Suara yang bergetar atau terbata-bata, misalnya, seringkali mengindikasikan perasaan cemas, gugup, atau takut. Sebaliknya, suara yang tegas dan jelas cenderung mencerminkan kepercayaan diri dan dominasi.

Kecepatan berbicara juga bisa menjadi petunjuk.

Seseorang yang berbicara sangat cepat mungkin merasa gugup atau ingin segera menyelesaikan pembicaraan, sementara orang yang berbicara lambat mungkin sedang berpikir keras atau mencoba mengendalikan emosi.

Lalu, bagaimana dengan Intonasi?

Intonasi, yaitu naik turunnya nada suara, juga sangat informatif. Intonasi yang naik-turun secara dramatis dapat menunjukkan keterkejutan atau kegembiraan, sedangkan intonasi yang datar bisa mengindikasikan kebosanan atau depresi.

Selain itu, nada suara yang monoton atau terlalu tinggi dapat mengindikasikan ketidakjujuran atau manipulasi. Dengan memperhatikan kombinasi dari ketiga elemen ini, kita dapat memperoleh pemahaman yang lebih mendalam tentang emosi dan niat seseorang.

 

Jadi,

Mengamati bahasa tubuh, ekspresi wajah, dan nada suara seseorang adalah keterampilan yang berguna untuk meningkatkan pemahaman tentang orang lain. Ketika kita memahami emosi yang mendasari perilaku, kita dapat membuat keputusan yang jauh-jauh lebih baik.

Tapi, ingat!

Tidak semua tanda non-verbal memiliki makna yang sama bagi setiap orang. Orang Sumatera, misalnya, kebanyakan memiliki suara agak keras, berbanding terbalik dengan orang Jawa. Ini misalnya yaa.
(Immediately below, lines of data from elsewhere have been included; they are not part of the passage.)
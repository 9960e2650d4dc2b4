//! InMemory Message Repository 実装
//!
//! ドメイン層が定義する MessageRepository trait の具体的な実装。
//! 作成順を保つため Vec をインメモリ DB として使用します。
//!
//! ## 技術的負債
//!
//! ID 検索は線形探索です。掲示板のメッセージ数が増えて問題になる場合は
//! ID → index の HashMap を併用する実装に切り替えます。

use async_trait::async_trait;
use tokio::sync::Mutex;

use crate::domain::{Message, MessageContent, MessageId, MessageRepository, RepositoryError};

/// インメモリ Message Repository 実装
#[derive(Default)]
pub struct InMemoryMessageRepository {
    /// 作成順に並んだメッセージ
    messages: Mutex<Vec<Message>>,
}

impl InMemoryMessageRepository {
    /// 新しい空の InMemoryMessageRepository を作成
    pub fn new() -> Self {
        Self::default()
    }
}

#[async_trait]
impl MessageRepository for InMemoryMessageRepository {
    async fn create(&self, message: Message) -> Result<Message, RepositoryError> {
        let mut messages = self.messages.lock().await;
        if messages.iter().any(|m| m.id == message.id) {
            return Err(RepositoryError::AlreadyExists(message.id));
        }
        messages.push(message.clone());
        Ok(message)
    }

    async fn list(&self) -> Result<Vec<Message>, RepositoryError> {
        let messages = self.messages.lock().await;
        Ok(messages.clone())
    }

    async fn find_by_id(&self, id: &MessageId) -> Result<Option<Message>, RepositoryError> {
        let messages = self.messages.lock().await;
        Ok(messages.iter().find(|m| &m.id == id).cloned())
    }

    async fn update_content(
        &self,
        id: &MessageId,
        content: MessageContent,
    ) -> Result<Message, RepositoryError> {
        let mut messages = self.messages.lock().await;
        let message = messages
            .iter_mut()
            .find(|m| &m.id == id)
            .ok_or(RepositoryError::NotFound(*id))?;
        message.edit(content);
        Ok(message.clone())
    }

    async fn delete(&self, id: &MessageId) -> Result<Message, RepositoryError> {
        let mut messages = self.messages.lock().await;
        let index = messages
            .iter()
            .position(|m| &m.id == id)
            .ok_or(RepositoryError::NotFound(*id))?;
        Ok(messages.remove(index))
    }
}
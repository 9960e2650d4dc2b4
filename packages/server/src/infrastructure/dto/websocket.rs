//! WebSocket broadcast frame DTOs.

use serde::{Deserialize, Serialize};

use super::MessageDto;

/// Event kind tag carried in every broadcast frame
#[derive(Debug, Clone, Copy, PartialEq, Eq, Serialize, Deserialize)]
pub enum EventType {
    Created,
    Edited,
    Deleted,
}

/// Broadcast frame sent to every connected client after a mutation
///
/// ```json
/// {"type":"Created","message":{"id":"...","content":"hi","senderName":"ann","timestamp":"..."}}
/// ```
#[derive(Debug, Clone, PartialEq, Eq, Serialize, Deserialize)]
pub struct BroadcastEventMessage {
    pub r#type: EventType,
    pub message: MessageDto,
}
Jadi, budaya, pengalaman pribadi, dan situasi sosial, dapat mempengaruhi cara seseorang mengekspresikan emosi. Sejatinya, mengamati tanda-tanda non-verbal hanya memberikan petunjuk, bukan kepastian.

 

Kemampuan Mengelola Emosi

Setelah kita mengenal dan memahami berbagai jenis emosi yang kita rasakan, langkah selanjutnya adalah mengelola emosi. Jika mengenali emosi ibarat mengetahui nama-nama warna, maka mengelola emosi adalah seperti mewarnai sebuah lukisan dengan tepat.

Apa itu Mengelola Emosi?

Mengelola emosi itu, yaa seperti kemampuan untuk mengendalikan intensitas dan durasi emosi yang kita rasakan. Ini bukan berarti kita harus menekan atau menghilangkan semua emosi negatif, melainkan lebih kepada menemukan cara yang sehat untuk merespons dan mengatasi emosi tersebut.

Misalnya, ketika merasa marah membara, alih-alih melampiaskan kemarahan kepada orang lain, kita bisa mencoba untuk tenang atau relaksasi seperti bernapas dalam atau pergi ke suatu tempat yang tenang. Atau lakukan dengan cara mengubah posisi, dari yang awalnya berdiri, menjadi duduk, atau bisa juga dengan berbaring.

Lakukan itu secara konsisten.

Ketika kita sedang senang pun sama. Kita tidak harus tertawa terpingkal-pingkal hingga air mata keluar seperti menangis. Lakukan tertawa secukupnya. Mirip-mirip senyum dua jari. Nadanya pun tidak wkwkw, tapi hahaha… 😂

 

Kemampuan Mengekspresikan Emosi

Setelah memahami dan mengelola emosi, langkah penting berikutnya adalah kemampuan untuk mengekspresikan emosi. Ini adalah keterampilan yang memungkinkan kita untuk berkomunikasi secara efektif tentang perasaan kita kepada orang lain.

Jika kita membandingkan emosi dengan sebuah lukisan, maka mengekspresikan emosi adalah seperti melukiskan perasaan kita dengan kata-kata atau tindakan.

Apa itu Mengekspresikan Emosi?

Mengekspresikan emosi adalah kemampuan untuk menyampaikan perasaan kita dengan jelas, jujur, dan tepat kepada orang lain. Ini bukan hanya sekadar mengeluarkan kata-kata, tetapi juga melibatkan bahasa tubuh, nada suara, dan pilihan kata yang tepat.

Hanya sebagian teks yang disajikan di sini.